Sauf que la mise en scène d’Albert Serra dévoile aussi toute l’artificialité de ce spectacle. Les plans rapprochés placent le spectateur aux côtés et au plus près des différents protagonistes (les toréros, le matador, le taureau), dans une position bien différente de celle du public de l’arène. Ce dernier est d’ailleurs relégué hors champ et seules sont présentes dans le film ses acclamations et autres réactions sonores. C’est que Serra ne semble pas tant s’intéresser à la grandeur et à la ferveur d’une arène pleine à craquer qu’aux rouages du numéro en train d’être représenté, quitte à isoler ses différentes composantes qui paraissent alors aussi belles que triviales. Il en est ainsi des expressions faciales d’Andrés Roca Rey. Dans une sorte de transe quasiment animale, son visage se déforme et se pare de moues que le spectateur trouvera, en fonction de son rapport à la corrida, magnifiques, guidées par l’intensité du moment, ou franchement ridicules, renvoyant alors l’image du matador à celle d’un mauvais et grossier acteur. Comme un tour de magie que l’on aurait montré d’un peu trop près.
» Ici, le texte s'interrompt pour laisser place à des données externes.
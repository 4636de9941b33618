use thiserror::Error;

/// Errors the facade hands back to callers. Only misuse and bad
/// configuration end up here; upstream trouble is absorbed by the cascade.
#[derive(Debug, Error)]
pub enum FeedError {
    #[error("invalid instrument: {0:?}")]
    InvalidInstrument(String),

    #[error("invalid timeframe: {0} minutes")]
    InvalidTimeframe(f64),

    #[error("configuration error: {0}")]
    Config(String),

    #[error("could not start the session loop: {0}")]
    SessionLoop(#[from] std::io::Error),
}

impl From<config::ConfigError> for FeedError {
    fn from(e: config::ConfigError) -> Self {
        FeedError::Config(e.to_string())
    }
}

pub type FeedResult<T> = Result<T, FeedError>;
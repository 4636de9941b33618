// Quotex frames: optional binary marker byte, a socket.io style numeric
// prefix ("42", "451-"), then `[eventName, payload]`.

use serde_json::Value;

use super::wire::{f64_field, field, parse_candles, parse_f64_value, parse_period, str_field};
use super::{BrokerVariant, DecodedFrame, FrameDecoder, FrameEvent};

pub struct QuotexDecoder;

impl FrameDecoder for QuotexDecoder {
    fn variant(&self) -> BrokerVariant {
        BrokerVariant::Quotex
    }

    fn decode(&self, raw: &[u8]) -> Option<DecodedFrame> {
        let text = std::str::from_utf8(raw).ok()?;
        let body = strip_envelope_prefix(text)?;
        let value: Value = serde_json::from_str(body).ok()?;
        let arr = value.as_array()?;
        if arr.len() < 2 {
            return None;
        }
        let event = arr[0].as_str()?;
        let payload = &arr[1];

        let updates = match event {
            "ohlc" => decode_ohlc(payload),
            "quotes" => decode_quotes(payload),
            "option-opened" | "asset-updated" => decode_payout(payload).into_iter().collect(),
            _ => return None,
        };
        Some(DecodedFrame { event: event.to_string(), updates })
    }
}

fn strip_envelope_prefix(text: &str) -> Option<&str> {
    let s = text.trim_start_matches(|c: char| c.is_control());
    let s = s.trim_start_matches(|c: char| c.is_ascii_digit());
    let s = s.strip_prefix('-').unwrap_or(s);
    let s = s.trim();
    s.starts_with('[').then_some(s)
}

// payload: [{asset, data: [rows], period?}, ...]; a bare object is tolerated
fn decode_ohlc(payload: &Value) -> Vec<FrameEvent> {
    let entries: Vec<&Value> = match payload {
        Value::Array(items) => items.iter().collect(),
        Value::Object(_) => vec![payload],
        _ => return Vec::new(),
    };
    entries
        .into_iter()
        .filter_map(|entry| {
            let asset = str_field(entry, &["asset", "symbol"])?;
            let candles = parse_candles(field(entry, &["data", "candles"])?);
            if candles.is_empty() {
                return None;
            }
            Some(FrameEvent::Candles {
                asset: asset.to_string(),
                candles,
                period_secs: parse_period(entry),
            })
        })
        .collect()
}

// payload items: {asset, price} or tick tuples [asset, ts, price, ...]
fn decode_quotes(payload: &Value) -> Vec<FrameEvent> {
    let Some(items) = payload.as_array() else {
        return Vec::new();
    };
    items
        .iter()
        .filter_map(|item| {
            let (asset, price) = match item {
                Value::Object(_) => (str_field(item, &["asset", "symbol"])?, f64_field(item, &["price", "rate"])?),
                Value::Array(t) if t.len() >= 3 => (t[0].as_str()?, parse_f64_value(&t[2])?),
                _ => return None,
            };
            (price > 0.0).then(|| FrameEvent::Quote { asset: asset.to_string(), price })
        })
        .collect()
}

fn decode_payout(payload: &Value) -> Option<FrameEvent> {
    let asset = str_field(payload, &["asset", "symbol"])?;
    let percentage = f64_field(payload, &["profitPercent", "payout"])?;
    Some(FrameEvent::Payout { asset: asset.to_string(), percentage })
}

#[cfg(test)]
mod tests {
    use super::*;
    use proptest::prelude::*;

    fn decode(s: &str) -> Option<DecodedFrame> {
        QuotexDecoder.decode(s.as_bytes())
    }

    #[test]
    fn test_ohlc_frame() {
        let frame = r#"42["ohlc",[{"asset":"EURUSD_otc","period":60,"data":[[1700000000,1.1,1.2,1.0,1.15],[1700000060,1.15,1.25,1.1,1.2]]}]]"#;
        let decoded = decode(frame).unwrap();
        assert_eq!(decoded.event, "ohlc");
        match &decoded.updates[..] {
            [FrameEvent::Candles { asset, candles, period_secs }] => {
                assert_eq!(asset, "EURUSD_otc");
                assert_eq!(candles.len(), 2);
                assert_eq!(*period_secs, Some(60));
            }
            other => panic!("unexpected updates {other:?}"),
        }
    }

    #[test]
    fn test_quotes_object_and_tuple_forms() {
        let decoded = decode(r#"42["quotes",[{"asset":"GBPUSD","price":"1.2701"},["USDJPY_otc",1700000000,151.2,1]]]"#).unwrap();
        assert_eq!(
            decoded.updates,
            vec![
                FrameEvent::Quote { asset: "GBPUSD".into(), price: 1.2701 },
                FrameEvent::Quote { asset: "USDJPY_otc".into(), price: 151.2 },
            ]
        );
    }

    #[test]
    fn test_binary_marker_and_ack_prefix() {
        let mut bytes = vec![0x04u8];
        bytes.extend_from_slice(br#"451-["asset-updated",{"asset":"AUDCAD_otc","profitPercent":87}]"#);
        let decoded = QuotexDecoder.decode(&bytes).unwrap();
        assert_eq!(decoded.updates, vec![FrameEvent::Payout { asset: "AUDCAD_otc".into(), percentage: 87.0 }]);

        let decoded = decode(r#"42["option-opened",{"asset":"EURUSD","payout":"82"}]"#).unwrap();
        assert_eq!(decoded.updates, vec![FrameEvent::Payout { asset: "EURUSD".into(), percentage: 82.0 }]);
    }

    #[test]
    fn test_unknown_and_malformed_frames_are_rejected() {
        assert!(decode("2").is_none());
        assert!(decode("40").is_none());
        assert!(decode(r#"42["s_authorization",{}]"#).is_none());
        assert!(decode(r#"{"name":"quotes","msg":[]}"#).is_none());
        assert!(decode("42[\"ohlc\"").is_none());
        assert!(QuotexDecoder.decode(&[0xff, 0xfe, 0x00]).is_none());
        // known event, unusable payload
        assert_eq!(decode(r#"42["quotes",{"asset":"X"}]"#).unwrap().updates, vec![]);
    }

    proptest! {
        #[test]
        fn prop_decode_never_panics(bytes in proptest::collection::vec(any::<u8>(), 0..256)) {
            let _ = QuotexDecoder.decode(&bytes);
        }

        #[test]
        fn prop_decode_is_deterministic(asset in "[A-Z]{6}(_otc)?", price in 0.0001f64..10000.0) {
            let frame = format!(r#"42["quotes",[{{"asset":"{asset}","price":{price}}}]]"#);
            let a = QuotexDecoder.decode(frame.as_bytes());
            let b = QuotexDecoder.decode(frame.as_bytes());
            prop_assert!(a.is_some());
            prop_assert_eq!(a, b);
        }
    }
}
// Per-broker page knowledge: how to recognise its tab and where its UI
// keeps the instrument name, the payout and the asset picker.

use crate::market_data::adapters::BrokerVariant;

#[derive(Debug)]
pub struct BrokerProfile {
    pub variant: BrokerVariant,
    /// Lowercase fragments of the tab URL or title.
    pub match_tokens: &'static [&'static str],
    /// Tried in order; first non-empty text wins.
    pub asset_name_selectors: &'static [&'static str],
    /// Displayed name carries trailing noise after the first word.
    pub asset_name_first_word: bool,
    pub payout_selectors: &'static [&'static str],
    pub picker_buttons: &'static [&'static str],
    pub search_inputs: &'static [&'static str],
    /// Containers searched for the result entry matching the typed name.
    pub result_containers: &'static [&'static str],
}

static QUOTEX: BrokerProfile = BrokerProfile {
    variant: BrokerVariant::Quotex,
    match_tokens: &["quotex", "qxbroker"],
    asset_name_selectors: &[
        ".section-deal__name",
        ".asset-select-button__symbol",
        "div.current-asset-name",
        "[data-testid=\"asset-select-button-symbol\"]",
        "div[class*=\"asset-select-button\"] > div:first-child",
        "button[class*=\"asset-select\"] > span",
        ".pair-name-holder .pair-name",
    ],
    asset_name_first_word: false,
    payout_selectors: &[".deal-form-profit .deal-form-profit__value"],
    picker_buttons: &["button[class*=\"asset-select\"]", ".section-deal__name", ".left-sidebar-header__asset"],
    search_inputs: &["input[class*=\"search-input\"]", "input[placeholder*=\"Buscar\"]", "input[type=\"text\"]"],
    result_containers: &["div[class*=\"asset\"]", "button", "li"],
};

static POCKET_OPTION: BrokerProfile = BrokerProfile {
    variant: BrokerVariant::PocketOption,
    match_tokens: &["pocketoption", "pocket option", "po.trade"],
    asset_name_selectors: &[".current-asset-name-full"],
    asset_name_first_word: true,
    payout_selectors: &[".profit-percent .val", ".percent-val"],
    picker_buttons: &[".left-sidebar-header__asset", ".current-symbol", "button[class*=\"asset-select\"]"],
    search_inputs: &["input[class*=\"search\"]", "input[type=\"text\"]"],
    result_containers: &[".alist__item", "div[class*=\"asset\"]", "li"],
};

impl BrokerProfile {
    pub fn for_variant(variant: BrokerVariant) -> &'static BrokerProfile {
        match variant {
            BrokerVariant::Quotex => &QUOTEX,
            BrokerVariant::PocketOption => &POCKET_OPTION,
        }
    }

    pub fn matches_tab(&self, url: &str, title: &str) -> bool {
        let (url, title) = (url.to_lowercase(), title.to_lowercase());
        self.match_tokens.iter().any(|t| url.contains(t) || title.contains(t))
    }
}

/// True for a tab belonging to any supported broker.
pub fn is_broker_tab(url: &str, title: &str) -> bool {
    [&QUOTEX, &POCKET_OPTION].iter().any(|p| p.matches_tab(url, title))
}
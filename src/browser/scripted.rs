//! In-memory driver with canned pages. Used by the tests and by the CLI's
//! `--offline` mode. Evaluate answers are looked up by a marker substring of
//! the script; the most recently registered matching marker wins.

use std::sync::atomic::{AtomicBool, AtomicUsize, Ordering};
use std::sync::Arc;

use async_trait::async_trait;
use parking_lot::Mutex;
use serde_json::Value;

use super::{BrowserDriver, BrowserPage, BrowserSession, DriverError, DriverResult, FrameHandler};

type Responder = Arc<dyn Fn(&str) -> DriverResult<Value> + Send + Sync>;

#[derive(Default)]
pub struct ScriptedDriver {
    pages: Mutex<Vec<Arc<ScriptedPage>>>,
    unreachable: AtomicBool,
    connects: AtomicUsize,
}

impl ScriptedDriver {
    pub fn new() -> Self {
        Self::default()
    }

    /// Driver whose `connect` always fails, as if no browser were listening.
    pub fn unreachable() -> Self {
        let d = Self::default();
        d.unreachable.store(true, Ordering::SeqCst);
        d
    }

    pub fn set_reachable(&self, reachable: bool) {
        self.unreachable.store(!reachable, Ordering::SeqCst);
    }

    pub fn add_page(&self, page: ScriptedPage) -> Arc<ScriptedPage> {
        let page = Arc::new(page);
        self.pages.lock().push(page.clone());
        page
    }

    pub fn connect_attempts(&self) -> usize {
        self.connects.load(Ordering::SeqCst)
    }
}

#[async_trait]
impl BrowserDriver for ScriptedDriver {
    async fn connect(&self, endpoint: &str) -> DriverResult<Arc<dyn BrowserSession>> {
        self.connects.fetch_add(1, Ordering::SeqCst);
        if self.unreachable.load(Ordering::SeqCst) {
            return Err(DriverError::Transport(format!("connection refused: {endpoint}")));
        }
        let pages = self.pages.lock().clone();
        Ok(Arc::new(ScriptedSession { pages }))
    }
}

struct ScriptedSession {
    pages: Vec<Arc<ScriptedPage>>,
}

#[async_trait]
impl BrowserSession for ScriptedSession {
    async fn pages(&self) -> DriverResult<Vec<Arc<dyn BrowserPage>>> {
        Ok(self
            .pages
            .iter()
            .filter(|p| !p.is_closed())
            .map(|p| p.clone() as Arc<dyn BrowserPage>)
            .collect())
    }
}

pub struct ScriptedPage {
    id: String,
    url: Mutex<String>,
    title: Mutex<String>,
    responders: Mutex<Vec<(String, Responder)>>,
    handlers: Mutex<Vec<FrameHandler>>,
    actions: Mutex<Vec<String>>,
    evaluated: Mutex<Vec<String>>,
    missing: Mutex<Vec<String>>,
    closed: AtomicBool,
    hung: AtomicBool,
}

impl ScriptedPage {
    pub fn new(id: &str, url: &str, title: &str) -> Self {
        Self {
            id: id.to_string(),
            url: Mutex::new(url.to_string()),
            title: Mutex::new(title.to_string()),
            responders: Mutex::new(Vec::new()),
            handlers: Mutex::new(Vec::new()),
            actions: Mutex::new(Vec::new()),
            evaluated: Mutex::new(Vec::new()),
            missing: Mutex::new(Vec::new()),
            closed: AtomicBool::new(false),
            hung: AtomicBool::new(false),
        }
    }

    pub fn respond(&self, marker: &str, value: Value) -> &Self {
        self.respond_with(marker, move |_| Ok(value.clone()))
    }

    pub fn respond_with<F>(&self, marker: &str, f: F) -> &Self
    where
        F: Fn(&str) -> DriverResult<Value> + Send + Sync + 'static,
    {
        self.responders.lock().push((marker.to_string(), Arc::new(f)));
        self
    }

    /// Selectors that `click`/`fill` report as absent.
    pub fn missing_selector(&self, selector: &str) -> &Self {
        self.missing.lock().push(selector.to_string());
        self
    }

    /// Deliver a frame to every subscribed handler.
    pub fn push_frame(&self, frame: &[u8]) {
        let handlers: Vec<FrameHandler> = self.handlers.lock().clone();
        for h in &handlers {
            h(frame);
        }
    }

    pub fn subscriber_count(&self) -> usize {
        self.handlers.lock().len()
    }

    pub fn set_closed(&self, closed: bool) {
        self.closed.store(closed, Ordering::SeqCst);
    }

    /// Evaluate never answers while hung; callers must time out.
    pub fn set_hung(&self, hung: bool) {
        self.hung.store(hung, Ordering::SeqCst);
    }

    pub fn set_url(&self, url: &str) {
        *self.url.lock() = url.to_string();
    }

    /// `click:<sel>`, `fill:<sel>=<value>`, `front`, `close` in call order.
    pub fn actions(&self) -> Vec<String> {
        self.actions.lock().clone()
    }

    pub fn evaluated_count(&self, marker: &str) -> usize {
        self.evaluated.lock().iter().filter(|s| s.contains(marker)).count()
    }

    fn record(&self, action: String) {
        self.actions.lock().push(action);
    }

    fn check_open(&self) -> DriverResult<()> {
        if self.is_closed() {
            Err(DriverError::Closed)
        } else {
            Ok(())
        }
    }
}

#[async_trait]
impl BrowserPage for ScriptedPage {
    fn id(&self) -> &str {
        &self.id
    }

    fn is_closed(&self) -> bool {
        self.closed.load(Ordering::SeqCst)
    }

    async fn url(&self) -> DriverResult<String> {
        self.check_open()?;
        Ok(self.url.lock().clone())
    }

    async fn title(&self) -> DriverResult<String> {
        self.check_open()?;
        Ok(self.title.lock().clone())
    }

    async fn evaluate(&self, script: &str) -> DriverResult<Value> {
        self.check_open()?;
        if self.hung.load(Ordering::SeqCst) {
            futures::future::pending::<()>().await;
        }
        self.evaluated.lock().push(script.to_string());
        let responder = self
            .responders
            .lock()
            .iter()
            .rev()
            .find(|(marker, _)| script.contains(marker.as_str()))
            .map(|(_, r)| r.clone());
        match responder {
            Some(r) => r(script),
            None => Ok(Value::Null),
        }
    }

    async fn subscribe_frames(&self, handler: FrameHandler) -> DriverResult<()> {
        self.check_open()?;
        self.handlers.lock().push(handler);
        Ok(())
    }

    async fn click(&self, selector: &str) -> DriverResult<()> {
        self.check_open()?;
        if self.missing.lock().iter().any(|m| m == selector) {
            return Err(DriverError::ElementNotFound(selector.to_string()));
        }
        self.record(format!("click:{selector}"));
        Ok(())
    }

    async fn fill(&self, selector: &str, value: &str) -> DriverResult<()> {
        self.check_open()?;
        if self.missing.lock().iter().any(|m| m == selector) {
            return Err(DriverError::ElementNotFound(selector.to_string()));
        }
        self.record(format!("fill:{selector}={value}"));
        Ok(())
    }

    async fn screenshot(&self) -> DriverResult<Vec<u8>> {
        self.check_open()?;
        // PNG signature only; enough for callers that write bytes to disk
        Ok(vec![0x89, b'P', b'N', b'G', 0x0d, 0x0a, 0x1a, 0x0a])
    }

    async fn bring_to_front(&self) -> DriverResult<()> {
        self.check_open()?;
        self.record("front".to_string());
        Ok(())
    }

    async fn close(&self) -> DriverResult<()> {
        self.record("close".to_string());
        self.set_closed(true);
        Ok(())
    }
}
Andrés Roca Rey revêtu de son habit de lumière © Dulac Distribution

Par ailleurs, le taureau et le toréro n’apparaissent presque jamais dans le même plan. Ce recours aux plans rapprochés illustre aussi un acte manqué : la confrontation tant vantée entre l’homme et la bête n’a jamais lieu. À aucun moment la lutte entre le toréro et le taureau ne s’effectue à armes égales. Chaque fois qu’Andrés Roca Rey fait véritablement face au danger – et il est blessé à plusieurs reprises –, dès que le taureau prend le dessus, les toréros qui l’accompagnent investissent l’arène pour le protéger et éloigner, voire punir l’animal. Le rôle des picadors est d’ailleurs symptomatique de cette fausseté. Ces toréros affaiblissent le taureau en plantant dans son corps leur pique tout en étant bien protégés sur leurs chevaux blindés, revêtus d’un épais caparaçon ; impression renforcée par le cadrage et la légère contre-plongée qui ne montrent des picadors que leurs pieds, bien au chaud dans des étriers de métal en forme de sabots. Si bien que lorsque Andrés Roca Rey débarque dans l’arène, il fait face à un taureau déjà très affaibli, et l’on peut difficilement voir dans cette fin de spectacle autre chose qu’une opposition pipée et asymétrique entre un fort (le matador) et un faible (le taureau). 

Une cour d’hommes

Si le matador rappelle la figure de l’acteur, il renvoie aussi à celle du roi. Andrés Roca Rey semble constamment entouré de vassaux, les toréros qui forment sa cuadrilla. Le film se compose d’ailleurs majoritairement de deux catégories de scènes : celles dans l’arène, évoquées plus haut, et celles dans le fourgon qui les transporte collectivement avant et après la corrida. Dans le véhicule, les hommes font preuve d’un virilisme fébrile et exacerbé, qui n’est pas sans rappeler la posture même du matador dans l’arène. Très régulièrement et dans une forme de surenchère clownesque qui relève aussi d’une habitude, ils flattent l’égo d’Andrés Roca Rey en parlant de ses « couilles », toujours plus énormes, toujours plus imposantes. Ces discours sont d’autant plus risibles qu’ils sont rapprochés de l’homoérotisme latent, présent tant dans leurs rapports que dans leur pratique tauromachique (les tenues moulantes, les gestes efféminés dans l’arène, etc.) et dont ils n’ont probablement pas conscience. Dans une des rares scènes qui n’est ni d’arène ni de transport, Andrés Roca Rey prend part à une véritable cérémonie d’habillage, à laquelle la caméra, à l’instar des courtisans d’autrefois, est conviée. Sous son collant à bretelles et en coton, il prend soin de positionner correctement sa verge pour qu’elle soit visible une fois son costume revêtu, puis enfile des bas roses. Ensuite, c’est un autre homme qui apparaît à l’écran et qui lui resserre sa taleguilla (une culotte transparente, moulante, sertie de pompons). 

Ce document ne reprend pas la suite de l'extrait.